I am sure of one thing, though. If all this happened fifty years later the Shore Patrol and the sex police would have been called at once and there would have been a great to-do. Counselors and social workers would have questioned me and my sister --- done grief therapy or sex therapy or whatever it's called --- and we would have had to tell our stories a dozen times or more. There would have been police reports, and doctor's reports and social agency reports, and they might even have pulled off our clothes to check us. All these things I can assure you would have cause us much worry (those questions! those explicit dolls! us standing naked in front of all those people!) Our stories would have ended up in a computer somewhere to haunt us up to and perhaps beyond the grave.
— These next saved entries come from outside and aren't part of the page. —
//! Searchable selector over a fully materialized option list. A small
//! Closed/Open state machine with an editable query; filtering is a
//! case-insensitive substring match against labels. No arrow-key navigation
//! and no async option fetching, by design.

mod geometry;

pub use geometry::{AnchorRect, PanelPlacement, Viewport};

const DEFAULT_PANEL_MAX_HEIGHT: f64 = 240.0;

#[derive(Debug, Clone, PartialEq, Eq)]
pub struct ComboOption {
    pub label: String,
    pub value: String,
}

impl ComboOption {
    pub fn new(label: impl Into<String>, value: impl Into<String>) -> Self {
        Self {
            label: label.into(),
            value: value.into(),
        }
    }

    /// Option whose value mirrors its label.
    pub fn plain(label: impl Into<String>) -> Self {
        let label = label.into();
        Self::new(label.clone(), label)
    }
}

/// One option that survived the filter, with the matched label range for
/// highlighting. `index` addresses the source option list.
#[derive(Debug, Clone, PartialEq, Eq)]
pub struct ComboMatch {
    pub index: usize,
    pub ranges: Vec<(usize, usize)>,
}

#[derive(Debug, Clone, Copy, PartialEq)]
struct OpenState {
    anchor: AnchorRect,
    placement: PanelPlacement,
}

pub struct Combobox {
    options: Vec<ComboOption>,
    query: String,
    committed: String,
    open: Option<OpenState>,
    allow_custom_value: bool,
    panel_max_height: f64,

    /// Set when a transition wants the input blurred (the clear affordance
    /// commits, closes, and blurs atomically). Drained by the front end.
    pub pending_blur: bool,
}

impl Combobox {
    pub fn new(options: Vec<ComboOption>) -> Self {
        Self {
            options,
            query: String::new(),
            committed: String::new(),
            open: None,
            allow_custom_value: false,
            panel_max_height: DEFAULT_PANEL_MAX_HEIGHT,
            pending_blur: false,
        }
    }

    pub fn from_labels<I>(labels: I) -> Self
    where
        I: IntoIterator,
        I::Item: Into<String>,
    {
        Self::new(labels.into_iter().map(ComboOption::plain).collect())
    }

    /// Free-text mode: every keystroke commits the raw typed string, with no
    /// requirement that it match an option.
    pub fn with_allow_custom_value(mut self, allow: bool) -> Self {
        self.allow_custom_value = allow;
        self
    }

    pub fn with_panel_max_height(mut self, height: f64) -> Self {
        self.panel_max_height = height;
        self
    }

    pub fn with_value(mut self, value: impl Into<String>) -> Self {
        self.committed = value.into();
        self.query = self.committed_label();
        self
    }

    pub fn set_options(&mut self, options: Vec<ComboOption>) {
        self.options = options;
    }

    pub fn options(&self) -> &[ComboOption] {
        self.options.as_slice()
    }

    pub fn is_open(&self) -> bool {
        self.open.is_some()
    }

    pub fn query(&self) -> &str {
        self.query.as_str()
    }

    pub fn value(&self) -> &str {
        self.committed.as_str()
    }

    pub fn placement(&self) -> Option<PanelPlacement> {
        self.open.map(|state| state.placement)
    }

    /// The anchor snapshot taken when the panel opened.
    pub fn anchor(&self) -> Option<AnchorRect> {
        self.open.map(|state| state.anchor)
    }

    /// Focus opens the panel: the displayed query is cleared so the full
    /// list shows, and the panel position is snapshotted from the anchor
    /// once. It is not re-derived while open.
    pub fn focus(&mut self, anchor: AnchorRect, viewport: Viewport) {
        self.query.clear();
        self.open = Some(OpenState {
            anchor,
            placement: PanelPlacement::compute(anchor, viewport, self.panel_max_height),
        });
    }

    pub fn input(&mut self, text: impl Into<String>) {
        self.query = text.into();
        if self.allow_custom_value {
            self.committed = self.query.clone();
        }
    }

    /// Case-insensitive substring filter over labels; the empty query keeps
    /// every option.
    pub fn filtered(&self) -> Vec<ComboMatch> {
        let query = self.query.trim();
        self.options
            .iter()
            .enumerate()
            .filter_map(|(index, option)| {
                let ranges = substring_ranges(query, &option.label)?;
                Some(ComboMatch { index, ranges })
            })
            .collect()
    }

    /// Commit the option at `index` (into the source list): value becomes
    /// the option's value, the displayed query its label, and the panel
    /// closes. Out-of-range index is a no-op.
    pub fn select(&mut self, index: usize) -> bool {
        let Some(option) = self.options.get(index) else {
            return false;
        };
        self.committed = option.value.clone();
        self.query = option.label.clone();
        self.open = None;
        true
    }

    /// Pointer-down outside both the input and the floating panel dismisses:
    /// close, and restore the query to the committed option's label rather
    /// than whatever was mid-typed.
    pub fn pointer_down(&mut self, inside_input: bool, inside_panel: bool) {
        if inside_input || inside_panel {
            return;
        }
        self.dismiss();
    }

    /// Any scroll originating outside the panel closes it; the placement is
    /// a snapshot, and closing beats a panel detached from its input.
    pub fn scroll(&mut self, inside_panel: bool) {
        if inside_panel {
            return;
        }
        self.dismiss();
    }

    pub fn resize(&mut self) {
        self.dismiss();
    }

    /// Clear affordance: commit the empty value, close, and blur, as one
    /// step.
    pub fn clear(&mut self) {
        self.committed.clear();
        self.query.clear();
        self.open = None;
        self.pending_blur = true;
    }

    pub fn take_pending_blur(&mut self) -> bool {
        std::mem::take(&mut self.pending_blur)
    }

    fn dismiss(&mut self) {
        if self.open.is_none() {
            return;
        }
        self.open = None;
        self.query = self.committed_label();
    }

    /// Label shown for the committed value: the matching option's label, the
    /// raw committed string for custom values, empty when nothing is
    /// committed.
    fn committed_label(&self) -> String {
        if self.committed.is_empty() {
            return String::new();
        }
        self.options
            .iter()
            .find(|option| option.value == self.committed)
            .map(|option| option.label.clone())
            .unwrap_or_else(|| {
                if self.allow_custom_value {
                    self.committed.clone()
                } else {
                    String::new()
                }
            })
    }
}

/// First case-insensitive occurrence of `query` in `label`, as a char-index
/// range. `Some(empty)` for the empty query, `None` for no match.
fn substring_ranges(query: &str, label: &str) -> Option<Vec<(usize, usize)>> {
    if query.is_empty() {
        return Some(Vec::new());
    }
    let query_chars: Vec<char> = query.chars().map(|c| c.to_ascii_lowercase()).collect();
    let label_chars: Vec<char> = label.chars().map(|c| c.to_ascii_lowercase()).collect();
    if query_chars.len() > label_chars.len() {
        return None;
    }
    for start in 0..=label_chars.len() - query_chars.len() {
        if label_chars[start..start + query_chars.len()] == query_chars[..] {
            return Some(vec![(start, start + query_chars.len())]);
        }
    }
    None
}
But ours' was a simpler time back then. Ensign Anonymous was dumped by the side of the road, Mumsie mumbled something when we got home, Dad went upstairs to bed to read another Ellery Queen, and neither my sister nor I were scarred for life --- at least, speaking for myself, I don't think I was scarred. I haven't asked her. She's pretty weird, but I don't think it has to do with having some guy try to fondle her or show her his private parts before she reached what they call the age of reason.

It's only years later that I find myself thinking about Ensign Anonymous. He certainly had a heavy dose of chutzpah, didn't he? Getting into a strange car without invitation --- the parents up front driving, two kids in the back --- and the first thing he does is pull out his weenie and try to pass it around.

Maybe "You'd Be So Nice to Come Home to" brought up something sad inside him. I would guess that he was on the brink of being shipped overseas. Everyone knew at that particular stage of the war one's chances of returning undamaged, or not returning at all, were about one in three. Maybe he figured he was going to get murdered off some unknown island in the Pacific and so he thought that since he would be dead anyway, he might as well act out his biggest and most lurid fantasy while he still had the time.